How true that is! :-) I still appreciate the freedom to make a mistake now and then here in the USA ;-). But I simply do not have the guts to try a 200 ft. auto-tow. After learning of this accident...I am pretty sure that never will.

We have a great amount of safety material & resources available here in the USA...I don't think regulation is the answer either.

Every time I read one of these stories on RAS about a fatal accident I am very, very saddened. And a little frightened. I did not know this gentleman. I often wonder what is it that I could be missing, or risking in my flying. What might I do to end up here as the subject of the discussion. Mid Air, Tow, Rigging error? I constantly think about these things (accidents I have read about), virtually every day before I fly. It is part of my checklist.

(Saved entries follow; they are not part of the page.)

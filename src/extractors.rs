use axum::{
    async_trait,
    extract::{
        rejection::{JsonRejection, PathRejection, QueryRejection},
        FromRequest, FromRequestParts, Path, Query, Request,
    },
    http::request::Parts,
    Json,
};
use tracing::warn;

use crate::error::AppError;

/// `Json<T>` whose rejection is an [`AppError`], so every body problem is a 400
/// with the usual error shape.
pub struct JsonBody<T>(pub T);

#[async_trait]
impl<S, T> FromRequest<S> for JsonBody<T>
where
    Json<T>: FromRequest<S, Rejection = JsonRejection>,
    S: Send + Sync,
{
    type Rejection = AppError;

    async fn from_request(req: Request, state: &S) -> Result<Self, Self::Rejection> {
        match Json::<T>::from_request(req, state).await {
            Ok(Json(value)) => Ok(Self(value)),
            Err(rejection) => {
                warn!(error = %rejection.body_text(), "rejected request body");
                Err(AppError::MalformedBody(rejection.body_text()))
            }
        }
    }
}

/// Path parameter that does not parse names no resource, so it is a 404.
pub struct PathParam<T>(pub T);

#[async_trait]
impl<S, T> FromRequestParts<S> for PathParam<T>
where
    Path<T>: FromRequestParts<S, Rejection = PathRejection>,
    S: Send + Sync,
{
    type Rejection = AppError;

    async fn from_request_parts(parts: &mut Parts, state: &S) -> Result<Self, Self::Rejection> {
        match Path::<T>::from_request_parts(parts, state).await {
            Ok(Path(value)) => Ok(Self(value)),
            Err(rejection) => {
                warn!(error = %rejection.body_text(), "rejected path parameter");
                Err(AppError::NotFound)
            }
        }
    }
}

pub struct QueryParams<T>(pub T);

#[async_trait]
impl<S, T> FromRequestParts<S> for QueryParams<T>
where
    Query<T>: FromRequestParts<S, Rejection = QueryRejection>,
    S: Send + Sync,
{
    type Rejection = AppError;

    async fn from_request_parts(parts: &mut Parts, state: &S) -> Result<Self, Self::Rejection> {
        match Query::<T>::from_request_parts(parts, state).await {
            Ok(Query(value)) => Ok(Self(value)),
            Err(rejection) => {
                warn!(error = %rejection.body_text(), "rejected query string");
                Err(AppError::MalformedQuery(rejection.body_text()))
            }
        }
    }
}
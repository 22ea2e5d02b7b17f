use std::net::SocketAddr;

use axum::{routing::get, Router};
use tower_http::{cors::CorsLayer, trace::TraceLayer};

use crate::state::AppState;
use crate::{auth, users};

pub fn build_app(state: AppState) -> Router {
    Router::new()
        .nest(
            "/api/v1",
            Router::new()
                .merge(auth::router())
                .merge(users::router(&state))
                .route("/health", get(|| async { "ok" })),
        )
        .with_state(state)
        .layer(CorsLayer::permissive())
        .layer(
            TraceLayer::new_for_http()
                .make_span_with(|req: &axum::http::Request<_>| {
                    let method = req.method().clone();
                    let uri = req.uri().clone();
                    tracing::info_span!("http_request", %method, uri = %uri, status = tracing::field::Empty)
                })
                .on_response(
                    |res: &axum::http::Response<_>,
                     _latency: std::time::Duration,
                     span: &tracing::Span| {
                        let status = res.status();
                        span.record("status", tracing::field::display(status));
                        if status.is_server_error() {
                            tracing::error!(%status, "response");
                        } else {
                            tracing::info!(%status, "response");
                        }
                    },
                ),
        )
}

pub async fn serve(app: Router, addr: SocketAddr) -> anyhow::Result<()> {
    tracing::info!("listening on {}", addr);
    let listener = tokio::net::TcpListener::bind(addr).await?;
    axum::serve(listener, app).await?;
    Ok(())
}
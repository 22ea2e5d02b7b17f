use async_trait::async_trait;
use thiserror::Error;

use crate::users::repo_types::{NewUser, UnknownRole, User};

#[derive(Debug, Error)]
pub enum StoreError {
    #[error("email already exists")]
    DuplicateEmail,

    #[error("database error: {0}")]
    Database(#[from] sqlx::Error),

    #[error("corrupt user row: {0}")]
    Corrupt(#[from] UnknownRole),
}

/// Persistence for user records. Implementations must enforce email
/// uniqueness among non-deleted users themselves and report a violation as
/// [`StoreError::DuplicateEmail`].
#[async_trait]
pub trait UserStore: Send + Sync {
    async fn find_by_email(&self, email: &str) -> Result<Option<User>, StoreError>;
    async fn find_by_id(&self, id: i64) -> Result<Option<User>, StoreError>;
    async fn create(&self, new_user: NewUser) -> Result<User, StoreError>;
    /// Writes email, password hash and role of `user`. Returns `None` when the
    /// row no longer exists.
    async fn update(&self, user: &User) -> Result<Option<User>, StoreError>;
    /// Hard delete. Returns whether a row was removed.
    async fn delete(&self, id: i64) -> Result<bool, StoreError>;
    /// One page ordered by id, plus the total number of users.
    async fn list(&self, limit: i64, offset: i64) -> Result<(Vec<User>, i64), StoreError>;
}

#[cfg(test)]
pub mod memory {
    use std::collections::BTreeMap;

    use async_trait::async_trait;
    use time::OffsetDateTime;
    use tokio::sync::RwLock;

    use super::{StoreError, UserStore};
    use crate::users::repo_types::{NewUser, User};

    /// In-process store with the same uniqueness rules as the users table.
    #[derive(Default)]
    pub struct MemoryUserStore {
        inner: RwLock<Inner>,
    }

    #[derive(Default)]
    struct Inner {
        next_id: i64,
        rows: BTreeMap<i64, User>,
    }

    impl Inner {
        fn email_taken(&self, email: &str, except: Option<i64>) -> bool {
            self.rows.values().any(|u| {
                u.deleted_at.is_none() && u.email == email && Some(u.id) != except
            })
        }
    }

    impl MemoryUserStore {
        pub fn new() -> Self {
            Self::default()
        }
    }

    #[async_trait]
    impl UserStore for MemoryUserStore {
        async fn find_by_email(&self, email: &str) -> Result<Option<User>, StoreError> {
            let inner = self.inner.read().await;
            Ok(inner
                .rows
                .values()
                .find(|u| u.deleted_at.is_none() && u.email == email)
                .cloned())
        }

        async fn find_by_id(&self, id: i64) -> Result<Option<User>, StoreError> {
            let inner = self.inner.read().await;
            Ok(inner
                .rows
                .get(&id)
                .filter(|u| u.deleted_at.is_none())
                .cloned())
        }

        async fn create(&self, new_user: NewUser) -> Result<User, StoreError> {
            let mut inner = self.inner.write().await;
            if inner.email_taken(&new_user.email, None) {
                return Err(StoreError::DuplicateEmail);
            }
            inner.next_id += 1;
            let now = OffsetDateTime::now_utc();
            let user = User {
                id: inner.next_id,
                email: new_user.email,
                password_hash: new_user.password_hash,
                role: new_user.role,
                created_at: now,
                updated_at: now,
                deleted_at: None,
            };
            inner.rows.insert(user.id, user.clone());
            Ok(user)
        }

        async fn update(&self, user: &User) -> Result<Option<User>, StoreError> {
            let mut inner = self.inner.write().await;
            if inner.email_taken(&user.email, Some(user.id)) {
                return Err(StoreError::DuplicateEmail);
            }
            let Some(row) = inner.rows.get_mut(&user.id).filter(|u| u.deleted_at.is_none())
            else {
                return Ok(None);
            };
            row.email = user.email.clone();
            row.password_hash = user.password_hash.clone();
            row.role = user.role;
            row.updated_at = OffsetDateTime::now_utc();
            Ok(Some(row.clone()))
        }

        async fn delete(&self, id: i64) -> Result<bool, StoreError> {
            let mut inner = self.inner.write().await;
            Ok(inner.rows.remove(&id).is_some())
        }

        async fn list(&self, limit: i64, offset: i64) -> Result<(Vec<User>, i64), StoreError> {
            let inner = self.inner.read().await;
            let live: Vec<&User> = inner
                .rows
                .values()
                .filter(|u| u.deleted_at.is_none())
                .collect();
            let total = live.len() as i64;
            let page = live
                .into_iter()
                .skip(offset.max(0) as usize)
                .take(limit.max(0) as usize)
                .cloned()
                .collect();
            Ok((page, total))
        }
    }

    mod tests {
        use super::*;
        use crate::users::repo_types::Role;

        fn new_user(email: &str) -> NewUser {
            NewUser {
                email: email.into(),
                password_hash: "hash".into(),
                role: Role::User,
            }
        }

        #[tokio::test]
        async fn create_enforces_unique_email() {
            let store = MemoryUserStore::new();
            let first = store.create(new_user("a@x.com")).await.expect("first");
            assert_eq!(first.id, 1);
            let err = store.create(new_user("a@x.com")).await.unwrap_err();
            assert!(matches!(err, StoreError::DuplicateEmail));
        }

        #[tokio::test]
        async fn update_rejects_email_of_other_user() {
            let store = MemoryUserStore::new();
            store.create(new_user("a@x.com")).await.unwrap();
            let mut b = store.create(new_user("b@x.com")).await.unwrap();
            b.email = "a@x.com".into();
            let err = store.update(&b).await.unwrap_err();
            assert!(matches!(err, StoreError::DuplicateEmail));
        }

        #[tokio::test]
        async fn delete_then_lookup_is_none() {
            let store = MemoryUserStore::new();
            let a = store.create(new_user("a@x.com")).await.unwrap();
            assert!(store.delete(a.id).await.unwrap());
            assert!(!store.delete(a.id).await.unwrap());
            assert!(store.find_by_id(a.id).await.unwrap().is_none());
        }
    }
}
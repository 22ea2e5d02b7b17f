use std::sync::Arc;

use anyhow::Context;
use sqlx::postgres::PgPoolOptions;

use crate::auth::jwt::JwtKeys;
use crate::config::AppConfig;
use crate::users::{repo::PgUserStore, store::UserStore};

#[derive(Clone)]
pub struct AppState {
    pub store: Arc<dyn UserStore>,
    pub config: Arc<AppConfig>,
    pub keys: JwtKeys,
}

impl AppState {
    /// Reads configuration, connects to Postgres and runs migrations.
    /// Any missing setting aborts startup.
    pub async fn init() -> anyhow::Result<Self> {
        let config = Arc::new(AppConfig::from_env()?);

        let db = PgPoolOptions::new()
            .max_connections(config.max_connections)
            .connect_with(config.database.clone())
            .await
            .context("connect to database")?;

        sqlx::migrate!("./migrations")
            .run(&db)
            .await
            .context("run migrations")?;

        let store = Arc::new(PgUserStore::new(db)) as Arc<dyn UserStore>;
        Ok(Self::from_parts(store, config))
    }

    pub fn from_parts(store: Arc<dyn UserStore>, config: Arc<AppConfig>) -> Self {
        let keys = JwtKeys::from_config(&config.jwt);
        Self {
            store,
            config,
            keys,
        }
    }

    #[cfg(test)]
    pub fn fake() -> Self {
        use sqlx::postgres::PgConnectOptions;

        use crate::config::JwtConfig;
        use crate::users::store::memory::MemoryUserStore;

        let config = Arc::new(AppConfig {
            database: PgConnectOptions::new_without_pgpass()
                .host("localhost")
                .database("postgres"),
            max_connections: 1,
            listen_addr: ([127, 0, 0, 1], 0).into(),
            jwt: JwtConfig {
                secret: "test".into(),
                issuer: "test-issuer".into(),
                audience: "test-aud".into(),
                ttl_minutes: 10,
            },
        });
        Self::from_parts(Arc::new(MemoryUserStore::new()), config)
    }
}
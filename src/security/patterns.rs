//! Regular-expression pattern sets.
//!
//! A candidate is "listed" when any pattern finds a match anywhere in it.
//! Patterns are not anchored: `example\.com` lists `https://example.com.evil/`
//! too. Callers wanting exact matches must write `^...$` themselves.

use regex::RegexSet;

/// An ordered, compiled set of patterns.
#[derive(Debug, Clone)]
pub struct PatternSet {
    set: RegexSet,
}

impl PatternSet {
    /// Compile the given patterns. Fails on the first invalid one.
    pub fn new<I, S>(patterns: I) -> Result<Self, regex::Error>
    where
        I: IntoIterator<Item = S>,
        S: AsRef<str>,
    {
        Ok(Self {
            set: RegexSet::new(patterns)?,
        })
    }

    /// A set that lists nothing.
    pub fn empty() -> Self {
        Self {
            set: RegexSet::empty(),
        }
    }

    /// Returns true if any pattern matches somewhere in `candidate`.
    pub fn is_listed(&self, candidate: &str) -> bool {
        self.set.is_match(candidate)
    }

    pub fn len(&self) -> usize {
        self.set.len()
    }

    pub fn is_empty(&self) -> bool {
        self.set.is_empty()
    }

    /// The source patterns, in configuration order.
    pub fn patterns(&self) -> &[String] {
        self.set.patterns()
    }
}

impl Default for PatternSet {
    fn default() -> Self {
        Self::empty()
    }
}
//! Configuration validation.
//!
//! # Responsibilities
//! - Semantic validation (serde handles syntactic)
//! - Validate value ranges (timeouts > 0, addresses parse)
//! - Compile every policy pattern so bad regexes fail at startup
//!
//! # Design Decisions
//! - Returns all validation errors, not just first
//! - Validation is pure function: RelayConfig → Result<(), Vec<ValidationError>>

use std::net::SocketAddr;

use crate::config::schema::RelayConfig;

/// A single semantic problem found in the configuration.
#[derive(Debug, Clone, PartialEq, Eq, thiserror::Error)]
pub enum ValidationError {
    #[error("{field}: invalid socket address {value:?}")]
    InvalidAddress { field: &'static str, value: String },

    #[error("{field}: must be greater than zero")]
    ZeroValue { field: &'static str },

    #[error("{field}[{index}]: invalid pattern {pattern:?}: {reason}")]
    InvalidPattern {
        field: &'static str,
        index: usize,
        pattern: String,
        reason: String,
    },

    #[error("info.connecting_ip_header: {0:?} is not a valid header name")]
    InvalidHeaderName(String),
}

/// Validate a parsed configuration.
pub fn validate_config(config: &RelayConfig) -> Result<(), Vec<ValidationError>> {
    let mut errors = Vec::new();

    if config.listener.bind_address.parse::<SocketAddr>().is_err() {
        errors.push(ValidationError::InvalidAddress {
            field: "listener.bind_address",
            value: config.listener.bind_address.clone(),
        });
    }

    if config.observability.metrics_enabled
        && config.observability.metrics_address.parse::<SocketAddr>().is_err()
    {
        errors.push(ValidationError::InvalidAddress {
            field: "observability.metrics_address",
            value: config.observability.metrics_address.clone(),
        });
    }

    if config.timeouts.connect_secs == 0 {
        errors.push(ValidationError::ZeroValue { field: "timeouts.connect_secs" });
    }
    if config.timeouts.request_secs == 0 {
        errors.push(ValidationError::ZeroValue { field: "timeouts.request_secs" });
    }
    if config.limits.max_body_bytes == 0 {
        errors.push(ValidationError::ZeroValue { field: "limits.max_body_bytes" });
    }

    check_patterns("policy.blacklist_urls", &config.policy.blacklist_urls, &mut errors);
    check_patterns("policy.whitelist_origins", &config.policy.whitelist_origins, &mut errors);

    if axum::http::HeaderName::from_bytes(config.info.connecting_ip_header.as_bytes()).is_err() {
        errors.push(ValidationError::InvalidHeaderName(
            config.info.connecting_ip_header.clone(),
        ));
    }

    if errors.is_empty() {
        Ok(())
    } else {
        Err(errors)
    }
}

fn check_patterns(field: &'static str, patterns: &[String], errors: &mut Vec<ValidationError>) {
    for (index, pattern) in patterns.iter().enumerate() {
        if let Err(e) = regex::Regex::new(pattern) {
            errors.push(ValidationError::InvalidPattern {
                field,
                index,
                pattern: pattern.clone(),
                reason: e.to_string(),
            });
        }
    }
}
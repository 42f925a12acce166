//! Configuration schema definitions.
//!
//! This module defines the complete configuration structure for the relay.
//! All types derive Serde traits for deserialization from config files.

use serde::{Deserialize, Serialize};

/// Root configuration for the CORS relay.
#[derive(Debug, Clone, Deserialize, Serialize, Default)]
#[serde(default)]
pub struct RelayConfig {
    /// Listener configuration (bind address).
    pub listener: ListenerConfig,

    /// Target blacklist and origin whitelist.
    pub policy: PolicyConfig,

    /// Timeout configuration.
    pub timeouts: TimeoutConfig,

    /// Body limits and the advertised request quotas.
    pub limits: LimitsConfig,

    /// Preflight tuning.
    pub cors: CorsConfig,

    /// Informational page settings.
    pub info: InfoConfig,

    /// Observability settings.
    pub observability: ObservabilityConfig,
}

/// Listener configuration.
#[derive(Debug, Clone, Deserialize, Serialize)]
#[serde(default)]
pub struct ListenerConfig {
    /// Bind address (e.g., "0.0.0.0:8080").
    pub bind_address: String,
}

impl Default for ListenerConfig {
    fn default() -> Self {
        Self {
            bind_address: "0.0.0.0:8080".to_string(),
        }
    }
}

/// Pattern lists deciding which requests may be relayed.
///
/// Patterns are regular expressions searched anywhere in the candidate
/// string, so `example\.com` also lists `https://api.example.com/x`.
#[derive(Debug, Clone, Deserialize, Serialize)]
#[serde(default)]
pub struct PolicyConfig {
    /// Target URLs matching any of these are refused.
    pub blacklist_urls: Vec<String>,

    /// Origins must match one of these. An absent Origin is always allowed.
    pub whitelist_origins: Vec<String>,
}

impl Default for PolicyConfig {
    fn default() -> Self {
        Self {
            blacklist_urls: Vec::new(),
            whitelist_origins: vec![".*".to_string()],
        }
    }
}

/// Timeout configuration for outbound requests.
#[derive(Debug, Clone, Deserialize, Serialize)]
#[serde(default)]
pub struct TimeoutConfig {
    /// Connection establishment timeout in seconds.
    pub connect_secs: u64,

    /// Request timeout (total time for request/response) in seconds.
    pub request_secs: u64,
}

impl Default for TimeoutConfig {
    fn default() -> Self {
        Self {
            connect_secs: 5,
            request_secs: 30,
        }
    }
}

/// Request size limits and the quota text shown on the info page.
#[derive(Debug, Clone, Deserialize, Serialize)]
#[serde(default)]
pub struct LimitsConfig {
    /// Maximum inbound body size in bytes.
    pub max_body_bytes: usize,

    /// Quota lines shown to callers. Nothing enforces them here; an edge
    /// platform in front of the relay is expected to.
    pub advertised: Vec<String>,
}

impl Default for LimitsConfig {
    fn default() -> Self {
        Self {
            max_body_bytes: 10 * 1024 * 1024, // 10MB
            advertised: vec![
                "100,000 requests/day".to_string(),
                "1,000 requests/10 minutes".to_string(),
            ],
        }
    }
}

/// CORS tuning.
#[derive(Debug, Clone, Deserialize, Serialize, Default)]
#[serde(default)]
pub struct CorsConfig {
    /// `Access-Control-Max-Age` sent on preflight answers, if set.
    pub preflight_max_age_secs: Option<u64>,
}

/// Informational page configuration.
#[derive(Debug, Clone, Deserialize, Serialize)]
#[serde(default)]
pub struct InfoConfig {
    /// First line of the page.
    pub banner: String,

    /// Where the relay's source can be found.
    pub source_url: String,

    /// Header carrying the caller IP as seen by the edge platform.
    pub connecting_ip_header: String,
}

impl Default for InfoConfig {
    fn default() -> Self {
        Self {
            banner: "CLOUDFLARE-CORS-ANYWHERE".to_string(),
            source_url: "https://github.com/Zibri/cloudflare-cors-anywhere".to_string(),
            connecting_ip_header: "cf-connecting-ip".to_string(),
        }
    }
}

/// Log output format.
#[derive(Debug, Clone, Copy, Deserialize, Serialize, PartialEq, Eq, Default)]
#[serde(rename_all = "lowercase")]
pub enum LogFormat {
    #[default]
    Pretty,
    Json,
}

/// Observability configuration.
#[derive(Debug, Clone, Deserialize, Serialize)]
#[serde(default)]
pub struct ObservabilityConfig {
    /// Log level (trace, debug, info, warn, error).
    pub log_level: String,

    /// Pretty or JSON log lines.
    pub log_format: LogFormat,

    /// Enable metrics endpoint.
    pub metrics_enabled: bool,

    /// Metrics endpoint bind address.
    pub metrics_address: String,
}

impl Default for ObservabilityConfig {
    fn default() -> Self {
        Self {
            log_level: "info".to_string(),
            log_format: LogFormat::Pretty,
            metrics_enabled: true,
            metrics_address: "0.0.0.0:9090".to_string(),
        }
    }
}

I think at the end of the day it simply comes down to personal responsibility. Its that simple. We want a deeper answer. We want something to blame.. But 99% of the time it is pilot error. We are all taking higher risks that the normal person. We choose to do this every time we fly.

It sounds as if this poor guy had a mechanical issue or he just made a terrible mistake. We are all incredibly vulnerable in the early phase of tow, including the tow pilot if on an aerotow. As sad as this is...many of us have probably been closer to an accident once or twice than we would like to admit. In this case he got caught on the wrong side of the same odds.

We are all our own pilot in command. Its that simple. We can all learn from it...but almost undoubtedly something like this will happen again some day (unfortunately) when the dust settles and time passes. That is what really scares me about these stories.
  #63  
Old October 22nd 11, 06:00 AM posted to rec.aviation.soaring
Peter Wyld[_2_]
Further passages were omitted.